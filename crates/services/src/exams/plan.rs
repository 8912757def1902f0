use rand::rngs::StdRng;
use rand::seq::index;
use rand::{Rng, SeedableRng, rng};

use exam_core::model::{ExamConfig, Question};

use crate::error::ExamError;

/// Sample `count` distinct questions from `bank`.
///
/// The result is in random order and is fully determined by `seed` when one is given.
///
/// # Errors
///
/// Returns `ExamError::BankTooSmall` if the bank holds fewer than `count` questions.
pub fn sample_questions(
    bank: &[Question],
    count: usize,
    seed: Option<u64>,
) -> Result<Vec<Question>, ExamError> {
    if bank.len() < count {
        return Err(ExamError::BankTooSmall {
            available: bank.len(),
            requested: count,
        });
    }

    let picked = match seed {
        Some(seed) => pick(&mut StdRng::seed_from_u64(seed), bank, count),
        None => pick(&mut rng(), bank, count),
    };
    Ok(picked)
}

fn pick<R: Rng + ?Sized>(rng: &mut R, bank: &[Question], count: usize) -> Vec<Question> {
    index::sample(rng, bank.len(), count)
        .into_iter()
        .map(|i| bank[i].clone())
        .collect()
}

/// Selection result for an exam build.
#[derive(Debug, Clone, PartialEq)]
pub struct ExamPlan {
    pub questions: Vec<Question>,
    pub bank_size: usize,
    pub seed: Option<u64>,
}

/// Builds the question set of one attempt from the loaded bank.
pub struct ExamPlanBuilder<'a> {
    config: &'a ExamConfig,
    seed: Option<u64>,
}

impl<'a> ExamPlanBuilder<'a> {
    #[must_use]
    pub fn new(config: &'a ExamConfig) -> Self {
        Self { config, seed: None }
    }

    /// Fix the RNG seed for a reproducible selection.
    #[must_use]
    pub fn with_seed(mut self, seed: Option<u64>) -> Self {
        self.seed = seed;
        self
    }

    /// # Errors
    ///
    /// Returns `ExamError::BankTooSmall` if the bank cannot fill the exam.
    pub fn build(self, bank: &[Question]) -> Result<ExamPlan, ExamError> {
        let questions = sample_questions(bank, self.config.question_count(), self.seed)?;
        Ok(ExamPlan {
            questions,
            bank_size: bank.len(),
            seed: self.seed,
        })
    }
}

● **Aim of the exercise**: Everything in the listing above should be restated exactly.

● **Response area**:
filename crates/services/src/exams/plan.rs
repository 8912757def1902f0
use rand::rngs::StdRng;
use rand::seq::index;
use rand::{Rng, SeedableRng, rng};

use exam_core::model::{ExamConfig, Question};

use crate::error::ExamError;

/// Sample `count` distinct questions from `bank`.
///
/// The result is in random order and is fully determined by `seed` when one is given.
///
/// # Errors
///
/// Returns `ExamError::BankTooSmall` if the bank holds fewer than `count` questions.
pub fn sample_questions(
    bank: &[Question],
    count: usize,
    seed: Option<u64>,
) -> Result<Vec<Question>, ExamError> {
    if bank.len() < count {
        return Err(ExamError::BankTooSmall {
            available: bank.len(),
            requested: count,
        });
    }

    let picked = match seed {
        Some(seed) => pick(&mut StdRng::seed_from_u64(seed), bank, count),
        None => pick(&mut rng(), bank, count),
    };
    Ok(picked)
}

fn pick<R: Rng + ?Sized>(rng: &mut R, bank: &[Question], count: usize) -> Vec<Question> {
    index::sample(rng, bank.len(), count)
        .into_iter()
        .map(|i| bank[i].clone())
        .collect()
}

/// Selection result for an exam build.
#[derive(Debug, Clone, PartialEq)]
pub struct ExamPlan {
    pub questions: Vec<Question>,
    pub bank_size: usize,
    pub seed: Option<u64>,
}

/// Builds the question set of one attempt from the loaded bank.
pub struct ExamPlanBuilder<'a> {
    config: &'a ExamConfig,
    seed: Option<u64>,
}

impl<'a> ExamPlanBuilder<'a> {
    #[must_use]
    pub fn new(config: &'a ExamConfig) -> Self {
        Self { config, seed: None }
    }

    /// Fix the RNG seed for a reproducible selection.
    #[must_use]
    pub fn with_seed(mut self, seed: Option<u64>) -> Self {
        self.seed = seed;
        self
    }

    /// # Errors
    ///
    /// Returns `ExamError::BankTooSmall` if the bank cannot fill the exam.
    pub fn build(self, bank: &[Question]) -> Result<ExamPlan, ExamError> {
        let questions = sample_questions(bank, self.config.question_count(), self.seed)?;
        Ok(ExamPlan {
            questions,
            bank_size: bank.len(),
            seed: self.seed,
        })
    }
}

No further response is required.